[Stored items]

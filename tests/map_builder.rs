use chomp::constants::{MapTile, BOARD_CELL_SIZE, BOARD_PIXEL_SIZE, CELL_SIZE, RAW_BOARD};
use chomp::error::{GameError, MapError, ParseError};
use chomp::map::builder::{Map, MAX_GHOSTS};
use chomp::systems::{GhostKind, Rect};
use glam::IVec2;
use pretty_assertions::assert_eq;
use speculoos::prelude::*;

mod common;

fn reference_map() -> Map {
    Map::new(&RAW_BOARD[..], CELL_SIZE, 4).expect("reference board should be valid")
}

fn count(target: char) -> usize {
    RAW_BOARD.iter().map(|row| row.chars().filter(|&c| c == target).count()).sum()
}

#[test]
fn test_reference_map_dimensions() {
    let map = reference_map();
    assert_eq!(map.board_size(), BOARD_PIXEL_SIZE);
    assert_eq!(map.tile_size(), CELL_SIZE);
    assert_eq!(map.tile_at(IVec2::ZERO), Some(MapTile::Wall));
    assert_eq!(map.tile_at(BOARD_CELL_SIZE.as_ivec2()), None);
}

#[test]
fn test_reference_layout() {
    let layout = reference_map().layout();

    assert_that(&layout.walls.len()).is_equal_to(count('X'));
    assert_that(&layout.collectibles.len()).is_equal_to(count(' '));
    assert_that(&layout.ghosts.len()).is_equal_to(4);
    assert_eq!(layout.player, IVec2::new(9, 15) * CELL_SIZE);

    for kind in [GhostKind::Blue, GhostKind::Orange, GhostKind::Pink, GhostKind::Red] {
        assert_that(&layout.ghosts.iter().filter(|g| g.kind == kind).count()).is_equal_to(1);
    }
}

#[test]
fn test_cells_map_to_pixels() {
    let layout = reference_map().layout();

    // Top-left corner wall
    assert!(layout.walls.contains(&Rect::new(IVec2::ZERO, IVec2::splat(CELL_SIZE))));
    // First collectible, at cell (1, 1), centered with a 14px margin
    assert!(layout.collectibles.contains(&Rect::new(IVec2::new(46, 46), IVec2::splat(4))));
    // Red ghost at cell (9, 8)
    let red = layout.ghosts.iter().find(|g| g.kind == GhostKind::Red).unwrap();
    assert_eq!(red.position, IVec2::new(288, 256));
}

#[test]
fn test_layout_is_idempotent() {
    let map = reference_map();
    assert_eq!(map.layout(), map.layout());

    let other = reference_map();
    assert_eq!(map.layout(), other.layout());
}

#[test]
fn test_unrecognized_characters_are_empty() {
    let map = Map::new(&["XXXXX", "XO?PX", "XXXXX"], CELL_SIZE, 4).unwrap();
    let layout = map.layout();

    assert_that(&layout.collectibles.len()).is_equal_to(0);
    assert_that(&layout.walls.len()).is_equal_to(12);
    assert_eq!(map.tile_at(IVec2::new(2, 1)), Some(MapTile::Empty));
}

#[test]
fn test_board_dimensions_are_configurable() {
    let map = Map::new(&common::TUNNEL_BOARD, 16, 4).unwrap();
    assert_eq!(map.board_size(), IVec2::new(7 * 16, 4 * 16));

    // Collectibles stay centered at other scales
    assert_eq!(map.layout().collectibles, vec![Rect::new(IVec2::new(16 + 6, 16 + 6), IVec2::splat(4))]);
}

#[test]
fn test_missing_player_spawn() {
    let result = Map::new(&["XXX", "X X", "XXX"], CELL_SIZE, 4);
    assert!(matches!(result, Err(GameError::Map(MapError::MissingPlayerSpawn))));
}

#[test]
fn test_ragged_rows() {
    let result = Map::new(&["XXXX", "XP X", "XXX"], CELL_SIZE, 4);
    assert!(matches!(
        result,
        Err(GameError::MapParse(ParseError::RaggedRow {
            row: 2,
            expected: 4,
            found: 3
        }))
    ));
}

#[test]
fn test_duplicate_player_spawn() {
    let result = Map::new(&["XXXX", "XPPX", "XXXX"], CELL_SIZE, 4);
    assert!(matches!(
        result,
        Err(GameError::MapParse(ParseError::DuplicatePlayerSpawn { .. }))
    ));
}

#[test]
fn test_invalid_tile_size() {
    assert!(matches!(
        Map::new(&RAW_BOARD[..], 0, 4),
        Err(GameError::Map(MapError::InvalidConfig(_)))
    ));
    assert!(matches!(
        Map::new(&RAW_BOARD[..], 4, 4),
        Err(GameError::Map(MapError::InvalidConfig(_)))
    ));
}

#[test]
fn test_too_many_ghost_spawns() {
    let crowded = format!("P{}", "r".repeat(MAX_GHOSTS + 1));
    assert!(matches!(
        Map::new(&[crowded][..], CELL_SIZE, 4),
        Err(GameError::Map(MapError::InvalidConfig(_)))
    ));

    let full = format!("P{}", "r".repeat(MAX_GHOSTS));
    assert_that(&Map::new(&[full][..], CELL_SIZE, 4).unwrap().layout().ghosts.len()).is_equal_to(MAX_GHOSTS);
}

## ACTION ITEM
Across the entries above, find the lines with the string "MapTile" and copy them.

## ANSWER TO THE EXERCISE
use chomp::constants::{MapTile, BOARD_CELL_SIZE, BOARD_PIXEL_SIZE, CELL_SIZE, RAW_BOARD};
    assert_eq!(map.tile_at(IVec2::ZERO), Some(MapTile::Wall));
    assert_eq!(map.tile_at(IVec2::new(2, 1)), Some(MapTile::Empty));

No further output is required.